» **Work to complete**: State how many lines of the records include the word "impl"; the reply is that number alone.

Provided data section start

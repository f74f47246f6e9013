//! Ordered table of the Asana task URL shapes.
//!
//! Asana has changed its task URL layout over time. Each shape is a pattern
//! over the complete URL, and shapes are tried in table order; the first
//! match wins. Adding a shape means adding a row here and nothing else.

use crate::linking::domain::TaskGid;
use regex::Regex;
use std::fmt;

/// Scheme and host accepted for task links, case-insensitive.
pub(crate) const ASANA_HOST_PATTERN: &str = r"(?i:https?://app\.asana\.com)";

/// Terminates the task id: end of URL or the start of trailing path/query noise.
const TASK_ID_BOUNDARY: &str = r"(?:[/?#]|$)";

/// Known task URL layouts, in resolution priority order.
#[derive(Debug, Clone, Copy, PartialEq, Eq, Hash)]
pub enum LinkShape {
    /// `/{version}/{workspace}/project/{project}/task/{task}`
    VersionedWithProject,
    /// `/{version}/{workspace}/task/{task}`
    VersionedTask,
    /// `/0/{project}/{task}`, optionally followed by `/f`.
    Legacy,
}

impl LinkShape {
    /// Every shape in resolution priority order.
    pub const ALL: [Self; 3] = [Self::VersionedWithProject, Self::VersionedTask, Self::Legacy];

    const fn path_pattern(self) -> &'static str {
        match self {
            Self::VersionedWithProject => {
                r"/(?P<version>\d+)/(?P<workspace>\d+)/project/(?P<project>\d+)/task/(?P<task>\d+)"
            }
            Self::VersionedTask => r"/(?P<version>\d+)/(?P<workspace>\d+)/task/(?P<task>\d+)",
            Self::Legacy => r"/0/(?P<project>\d+)/(?P<task>\d+)",
        }
    }

    /// Returns a short stable label for logs.
    #[must_use]
    pub const fn as_str(self) -> &'static str {
        match self {
            Self::VersionedWithProject => "versioned_with_project",
            Self::VersionedTask => "versioned_task",
            Self::Legacy => "legacy",
        }
    }
}

impl fmt::Display for LinkShape {
    fn fmt(&self, f: &mut fmt::Formatter<'_>) -> fmt::Result {
        f.write_str(self.as_str())
    }
}

/// A task link resolved to its task gid.
#[derive(Debug, Clone, PartialEq, Eq)]
pub struct TaskLink {
    gid: TaskGid,
    shape: LinkShape,
    url: String,
}

impl TaskLink {
    /// Returns the resolved task gid.
    #[must_use]
    pub const fn gid(&self) -> &TaskGid {
        &self.gid
    }

    /// Returns the shape the URL matched.
    #[must_use]
    pub const fn shape(&self) -> LinkShape {
        self.shape
    }

    /// Returns the URL as written in the text.
    #[must_use]
    pub fn url(&self) -> &str {
        &self.url
    }

    /// Consumes the link, returning the task gid.
    #[must_use]
    pub fn into_gid(self) -> TaskGid {
        self.gid
    }
}

/// Compiled shape table.
#[derive(Debug, Clone)]
pub struct LinkShapeTable {
    shapes: Vec<(LinkShape, Regex)>,
}

impl LinkShapeTable {
    /// Compiles every shape pattern.
    ///
    /// # Errors
    ///
    /// Returns [`regex::Error`] when a pattern fails to compile.
    pub fn compile() -> Result<Self, regex::Error> {
        let shapes = LinkShape::ALL
            .iter()
            .map(|shape| {
                let pattern = format!(
                    "^{ASANA_HOST_PATTERN}{}{TASK_ID_BOUNDARY}",
                    shape.path_pattern()
                );
                Regex::new(&pattern).map(|regex| (*shape, regex))
            })
            .collect::<Result<Vec<_>, _>>()?;
        Ok(Self { shapes })
    }

    /// Resolves a URL to a task link using the first matching shape.
    ///
    /// Returns `None` when no shape yields a task segment.
    #[must_use]
    pub fn resolve(&self, url: &str) -> Option<TaskLink> {
        self.shapes.iter().find_map(|(shape, regex)| {
            let captures = regex.captures(url)?;
            let gid = TaskGid::new(captures.name("task")?.as_str()).ok()?;
            Some(TaskLink {
                gid,
                shape: *shape,
                url: url.to_owned(),
            })
        })
    }
}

Provided data section end

» **Answer to this exercise**: 4